東京新聞の「本音のコラム」(3月3日)に常連寄稿者の師岡カリーマ氏の「敗者の暴挙」と題する発言が載っている。「人命軽視は反体制派も同じだ。ロシアの支援を得て、アサド勝利はもはや確実とされる。それでも罪なき市民に犠牲を強いて戦い続ける『敗者』に尊厳は見出せない」、「どこかしらの外国が援助している反体制諸派の対立と意地の張り合いが招く子供の殺りくより、理不尽なものがあろうか」。
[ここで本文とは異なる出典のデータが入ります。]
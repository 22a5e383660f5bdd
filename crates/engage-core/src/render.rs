//! Renderer trait and implementations.

use async_trait::async_trait;

use crate::message::ChatMessage;

/// Receives transcript changes for display.
///
/// Abstracted to support different front ends (terminal, tests, etc.)
#[async_trait]
pub trait TranscriptRenderer: Send + Sync {
    /// A message was appended at `index`.
    async fn message_appended(&self, index: usize, message: &ChatMessage);

    /// A direct send started or finished.
    async fn loading_changed(&self, loading: bool);

    /// The transcript was cleared by a reset.
    async fn cleared(&self);
}

/// A renderer that discards everything.
#[derive(Debug, Clone, Default)]
pub struct NoOpRenderer;

#[async_trait]
impl TranscriptRenderer for NoOpRenderer {
    async fn message_appended(&self, _index: usize, _message: &ChatMessage) {}

    async fn loading_changed(&self, _loading: bool) {}

    async fn cleared(&self) {}
}

/// A renderer that logs every transcript change.
#[derive(Debug, Clone, Default)]
pub struct LoggingRenderer;

#[async_trait]
impl TranscriptRenderer for LoggingRenderer {
    async fn message_appended(&self, index: usize, message: &ChatMessage) {
        tracing::info!(
            "[{}] {}: {} (buttons: {:?})",
            index,
            message.role.as_str(),
            message.content,
            message.buttons
        );
    }

    async fn loading_changed(&self, loading: bool) {
        tracing::debug!("Loading: {}", loading);
    }

    async fn cleared(&self) {
        tracing::info!("Transcript cleared");
    }
}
師岡氏について私は父親がエジプト人と聞くだけでその政治的立場は全く知らない。しかし彼女も私と同様、「アラブの春」に際して反体制派の勝利による中東諸国の民主化を心から願ったと信ずる。しかし現実には反体制派間の協力は実現せず、狂信的な「原理主義派」が各地で支配的になったようだがそれは何故か。我が国のアラブ研究者たちはその現実を語りたがらないようだ。皮肉にも今ではヨルダンやモロッコといった王制諸国が、政治の腐敗や人権侵害があるとしても相対的に最も国民が安全に暮らせる国となっている。


2018年3月3日土曜日

「大逆事件」連座者が新宮市名誉市民に

明治末年、旧制一高の弁論部の代表 ( その1人はのちの社会党委員長の河上丈太郎 ) が徳冨蘆花の家宅を訪ね講演を依頼して快諾を得た。当日の演題を「謀叛論」と聞いて彼らは戦慄を覚えたのではないか。当時、「大逆事件」の当事者として幸徳秋水ら12名が明治天皇の暗殺を企んだとして死刑を執行された直後だった。
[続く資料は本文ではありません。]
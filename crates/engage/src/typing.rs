//! Visitor typing detection.

use std::time::Duration;

use tokio::time::Instant;

/// Tracks whether the visitor is currently typing.
///
/// The visitor is typing while the input is non-empty and the last keystroke
/// was less than `idle_after` ago.
#[derive(Debug, Clone)]
pub struct TypingTracker {
    idle_after: Duration,
    last_keystroke: Option<Instant>,
}

impl TypingTracker {
    pub fn new(idle_after: Duration) -> Self {
        Self {
            idle_after,
            last_keystroke: None,
        }
    }

    /// Record a change of the input box. Returns whether the visitor is now typing.
    pub fn input_changed(&mut self, text: &str, now: Instant) -> bool {
        if text.trim().is_empty() {
            self.last_keystroke = None;
            false
        } else {
            self.last_keystroke = Some(now);
            true
        }
    }

    /// The input was submitted or cleared.
    pub fn clear(&mut self) {
        self.last_keystroke = None;
    }

    pub fn is_typing(&self, now: Instant) -> bool {
        self.last_keystroke
            .is_some_and(|last| now.saturating_duration_since(last) < self.idle_after)
    }
}
//! Parsing of terminal input lines.

/// One line of terminal input.
#[derive(Debug, Clone, PartialEq, Eq)]
pub enum Command {
    /// Plain text sent as a visitor message.
    Send(String),
    /// Click a quick-reply button by label or by its 1-based number on the last message.
    Click(String),
    /// Replace the user message at `index` and resend it.
    Edit { index: usize, text: String },
    /// Start a fresh conversation.
    Reset,
    /// Print the transcript as plain text.
    Export,
    /// Feed the page snapshot through the section detector again.
    Scroll,
    /// Simulate the tab being hidden (`false`) or shown (`true`).
    Tab(bool),
    /// Print the widget status.
    Status,
    Help,
    Quit,
}

/// Parse error shown to the user.
#[derive(Debug, Clone, PartialEq, Eq)]
pub struct ParseError(pub String);

impl std::fmt::Display for ParseError {
    fn fmt(&self, f: &mut std::fmt::Formatter<'_>) -> std::fmt::Result {
        f.write_str(&self.0)
    }
}

pub const HELP: &str = "\
Commands:
  /click <label|n>     click a quick-reply button
  /edit <n> <text>     edit user message n and resend
  /reset               clear the conversation and start over
  /export              print the transcript
  /scroll              re-read the page snapshot
  /hide, /show         simulate tab visibility changes
  /status              show scheduler and timer state
  /quit                exit
Anything else is sent as a message.";

/// Parse one input line. Blank lines yield `Ok(None)`.
pub fn parse(line: &str) -> Result<Option<Command>, ParseError> {
    let line = line.trim();
    if line.is_empty() {
        return Ok(None);
    }

    let Some(rest) = line.strip_prefix('/') else {
        return Ok(Some(Command::Send(line.to_string())));
    };

    let (name, arg) = match rest.split_once(char::is_whitespace) {
        Some((name, arg)) => (name, arg.trim()),
        None => (rest, ""),
    };

    let command = match name.to_lowercase().as_str() {
        "click" if !arg.is_empty() => Command::Click(arg.to_string()),
        "click" => return Err(ParseError("usage: /click <label|n>".to_string())),
        "edit" => parse_edit(arg)?,
        "reset" => Command::Reset,
        "export" => Command::Export,
        "scroll" => Command::Scroll,
        "hide" => Command::Tab(false),
        "show" => Command::Tab(true),
        "status" => Command::Status,
        "help" | "?" => Command::Help,
        "quit" | "exit" | "q" => Command::Quit,
        other => return Err(ParseError(format!("unknown command: /{}", other))),
    };

    Ok(Some(command))
}

fn parse_edit(arg: &str) -> Result<Command, ParseError> {
    let usage = || ParseError("usage: /edit <n> <text>".to_string());

    let (index, text) = arg.split_once(char::is_whitespace).ok_or_else(usage)?;
    let index = index.parse::<usize>().map_err(|_| usage())?;
    let text = text.trim();
    if text.is_empty() {
        return Err(usage());
    }

    Ok(Command::Edit {
        index,
        text: text.to_string(),
    })
}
蘆花は、「新しいものは常に謀叛である。維新の志士たちも謀叛人だった。社会は謀叛人を単純に断罪して終わってはならない」と幸徳秋水らを弁護した。満場の学生たちは蘆花の気迫に呑まれてか、粛然と耳を傾けた。君主の徳政を重視した蘆花は、深く敬愛する明治天皇に過ちを犯させた政府を許せなかったのである ( 彼は兄の蘇峰を通しても政府に寛大な処置を働きかけた )。12名もの被告を死刑にした事件は世界の注目を浴びた。
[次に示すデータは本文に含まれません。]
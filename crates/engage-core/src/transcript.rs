//! Append-only conversation transcript.

use crate::message::{ChatMessage, Role};

/// Ordered message log driving render and follow-up eligibility.
///
/// Messages are only ever appended; nothing reorders or rewrites prior
/// entries. The only bulk operation is [`Transcript::clear`], used by reset.
///
/// # Example
///
/// ```rust
/// use engage_core::{ChatMessage, Transcript};
///
/// let mut transcript = Transcript::new();
/// transcript.push(ChatMessage::assistant("Hi! Looking for anything specific?"));
/// transcript.push(ChatMessage::user("Pricing, please"));
///
/// assert_eq!(transcript.len(), 2);
/// assert_eq!(transcript.assistant_count(), 1);
/// assert!(transcript.last().unwrap().is_user());
/// ```
#[derive(Debug, Clone, Default)]
pub struct Transcript {
    messages: Vec<ChatMessage>,
}

impl Transcript {
    pub fn new() -> Self {
        Self::default()
    }

    /// Append a message and return its index.
    pub fn push(&mut self, message: ChatMessage) -> usize {
        self.messages.push(message);
        self.messages.len() - 1
    }

    pub fn get(&self, index: usize) -> Option<&ChatMessage> {
        self.messages.get(index)
    }

    pub fn last(&self) -> Option<&ChatMessage> {
        self.messages.last()
    }

    pub fn len(&self) -> usize {
        self.messages.len()
    }

    pub fn is_empty(&self) -> bool {
        self.messages.is_empty()
    }

    pub fn messages(&self) -> &[ChatMessage] {
        &self.messages
    }

    /// Number of assistant messages so far.
    pub fn assistant_count(&self) -> usize {
        self.messages.iter().filter(|m| m.is_assistant()).count()
    }

    /// Whether the most recent entry came from the assistant.
    pub fn last_is_assistant(&self) -> bool {
        self.last().map(ChatMessage::is_assistant).unwrap_or(false)
    }

    /// Contents of every assistant message, oldest first.
    pub fn assistant_contents(&self) -> Vec<String> {
        self.messages
            .iter()
            .filter(|m| m.is_assistant())
            .map(|m| m.content.clone())
            .collect()
    }

    /// Drop every message.
    pub fn clear(&mut self) {
        self.messages.clear();
    }

    /// Render the conversation as plain text for copying or saving.
    pub fn export_text(&self) -> String {
        let mut out = String::new();
        for message in &self.messages {
            let speaker = match message.role {
                Role::User => "You",
                Role::Assistant => "Assistant",
            };
            out.push_str(speaker);
            out.push_str(": ");
            out.push_str(message.content.trim());
            out.push('\n');
            if !message.buttons.is_empty() {
                out.push_str("  Options: ");
                out.push_str(&message.buttons.join(" | "));
                out.push('\n');
            }
            out.push('\n');
        }
        out.trim_end().to_string()
    }
}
処刑された12名の中には4名 ( 管野スガを含む ) ほどはアナーキスト気取りで幼稚極まる天皇暗殺計画を立てており、幸徳自身も新宮市の大石誠之助医師 ( 死刑 ) に爆弾の製造方法を尋ねていた ( 飛鳥井雅道  『幸徳秋水』中公新書 1969 )。発禁に次ぐ発禁で言論の自由を奪われ経済的にも困窮した幸徳にもいっときの迷いがあっただろうが、具体的な行動計画があったわけではなかった。まして米国留学し地元で尊敬されていた大石は、社会主義に共鳴し幸徳とも理想を共にしていたとしても、上京途上の幸徳に新宮市で会った程度の係わりだった。

今年1月18日、新宮市は大石誠之助を名誉市民と認定したという。今ごろとはと感じたが、大石は犯罪者だからとの躊躇の声がこれまで認定を阻んできたという ( 『毎日』 3月2日 )。法律上はそうかもしれないが.............。